use anyhow::Result;
use chrono::{Duration, NaiveDate};
use tracing::debug;

use presswheel_store::TopicLockStore;

#[derive(Debug, Clone, PartialEq, Eq)]
pub enum LockStatus {
    Free,
    /// An active lock exists; the artifact it was created for.
    Locked { artifact_id: String },
}

impl LockStatus {
    pub fn is_locked(&self) -> bool {
        matches!(self, Self::Locked { .. })
    }
}

/// Oldest lock date still inside the rolling window.
pub fn lock_cutoff(today: NaiveDate, window_days: i64) -> NaiveDate {
    today - Duration::days(window_days)
}

/// Look for an active lock on `topic_hash`.
///
/// The hash must be computed with `ClusterData::topic_hash`, the same
/// fixed-precision form used when the lock was created.
pub async fn check_topic_lock(
    store: &dyn TopicLockStore,
    topic_hash: &str,
    window_days: i64,
    today: NaiveDate,
) -> Result<LockStatus> {
    let cutoff = lock_cutoff(today, window_days);
    let status = match store.find_active_lock(topic_hash, cutoff).await? {
        Some(lock) => LockStatus::Locked {
            artifact_id: lock.artifact_id,
        },
        None => LockStatus::Free,
    };
    debug!(topic_hash, %cutoff, locked = status.is_locked(), "Topic lock checked");
    Ok(status)
}
use thiserror::Error;

/// Run-level failures. Soft skips (duplicates, gate rejections, per-pick
/// generation failures) are not errors and never surface here.
#[derive(Error, Debug)]
pub enum PressWheelError {
    #[error("Persistence error: {0}")]
    Persistence(String),

    #[error("Configuration error: {0}")]
    Config(String),

    #[error("Cluster supply error: {0}")]
    Supply(String),
}

impl PressWheelError {
    /// Wrap a store failure with what was being attempted.
    pub fn persistence(action: &str, err: anyhow::Error) -> Self {
        Self::Persistence(format!("{action}: {err:#}"))
    }

    pub fn supply(err: anyhow::Error) -> Self {
        Self::Supply(format!("{err:#}"))
    }
}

### HOW TO COMPLETE THIS TASK
In the records above, find the line containing "never surface here." and print it and every later line exactly, through the last one.

### ANSWER TO THIS PROBLEM
/// generation failures) are not errors and never surface here.
#[derive(Error, Debug)]
pub enum PressWheelError {
    #[error("Persistence error: {0}")]
    Persistence(String),

    #[error("Configuration error: {0}")]
    Config(String),

    #[error("Cluster supply error: {0}")]
    Supply(String),
}

impl PressWheelError {
    /// Wrap a store failure with what was being attempted.
    pub fn persistence(action: &str, err: anyhow::Error) -> Self {
        Self::Persistence(format!("{action}: {err:#}"))
    }

    pub fn supply(err: anyhow::Error) -> Self {
        Self::Supply(format!("{err:#}"))
    }
}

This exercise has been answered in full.